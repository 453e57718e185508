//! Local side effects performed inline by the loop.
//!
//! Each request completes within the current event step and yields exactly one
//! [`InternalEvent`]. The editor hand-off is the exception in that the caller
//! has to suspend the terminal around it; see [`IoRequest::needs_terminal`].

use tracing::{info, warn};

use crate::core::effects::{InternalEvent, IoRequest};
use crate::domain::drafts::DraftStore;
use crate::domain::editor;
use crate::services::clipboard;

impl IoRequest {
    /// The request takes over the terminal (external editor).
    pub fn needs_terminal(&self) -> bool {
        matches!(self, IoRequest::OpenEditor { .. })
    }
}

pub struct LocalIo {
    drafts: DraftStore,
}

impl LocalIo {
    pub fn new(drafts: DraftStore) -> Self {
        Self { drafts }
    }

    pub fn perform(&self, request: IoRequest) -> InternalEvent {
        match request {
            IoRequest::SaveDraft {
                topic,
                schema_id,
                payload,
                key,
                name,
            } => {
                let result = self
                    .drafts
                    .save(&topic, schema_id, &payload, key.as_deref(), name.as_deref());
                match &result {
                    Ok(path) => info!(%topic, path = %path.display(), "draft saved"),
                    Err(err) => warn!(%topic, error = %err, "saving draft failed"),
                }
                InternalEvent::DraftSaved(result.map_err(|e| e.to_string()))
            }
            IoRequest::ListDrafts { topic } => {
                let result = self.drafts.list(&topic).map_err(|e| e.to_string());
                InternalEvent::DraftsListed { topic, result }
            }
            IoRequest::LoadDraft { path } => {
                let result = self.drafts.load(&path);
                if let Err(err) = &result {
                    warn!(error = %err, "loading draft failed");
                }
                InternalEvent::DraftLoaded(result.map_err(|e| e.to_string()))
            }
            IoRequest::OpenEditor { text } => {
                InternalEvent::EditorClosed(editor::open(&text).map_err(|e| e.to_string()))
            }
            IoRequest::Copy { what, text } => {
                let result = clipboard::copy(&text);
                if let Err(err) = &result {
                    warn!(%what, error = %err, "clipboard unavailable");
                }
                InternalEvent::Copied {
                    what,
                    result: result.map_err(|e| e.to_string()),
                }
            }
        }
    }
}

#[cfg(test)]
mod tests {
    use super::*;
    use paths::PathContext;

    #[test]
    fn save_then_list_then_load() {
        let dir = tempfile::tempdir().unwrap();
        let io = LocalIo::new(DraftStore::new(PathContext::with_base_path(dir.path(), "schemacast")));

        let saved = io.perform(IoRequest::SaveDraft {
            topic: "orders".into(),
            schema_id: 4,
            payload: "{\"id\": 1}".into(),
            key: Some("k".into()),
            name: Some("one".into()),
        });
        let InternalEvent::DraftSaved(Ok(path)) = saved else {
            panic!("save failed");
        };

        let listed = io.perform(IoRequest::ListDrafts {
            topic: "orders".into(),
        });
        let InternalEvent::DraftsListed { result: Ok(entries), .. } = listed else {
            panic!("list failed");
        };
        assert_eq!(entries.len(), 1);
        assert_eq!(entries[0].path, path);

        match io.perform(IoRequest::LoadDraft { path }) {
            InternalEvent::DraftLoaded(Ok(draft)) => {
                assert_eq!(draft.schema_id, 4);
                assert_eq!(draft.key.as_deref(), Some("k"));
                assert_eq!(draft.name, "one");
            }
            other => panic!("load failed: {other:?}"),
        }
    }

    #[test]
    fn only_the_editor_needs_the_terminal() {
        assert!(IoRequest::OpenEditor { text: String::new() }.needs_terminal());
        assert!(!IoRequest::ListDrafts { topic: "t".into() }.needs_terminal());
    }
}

===============

● Assigned task
Whenever a line of the material above contains the string "name", copy that line out.

● Solved problem
                name,
                    .save(&topic, schema_id, &payload, key.as_deref(), name.as_deref());
            name: Some("one".into()),
                assert_eq!(draft.name, "one");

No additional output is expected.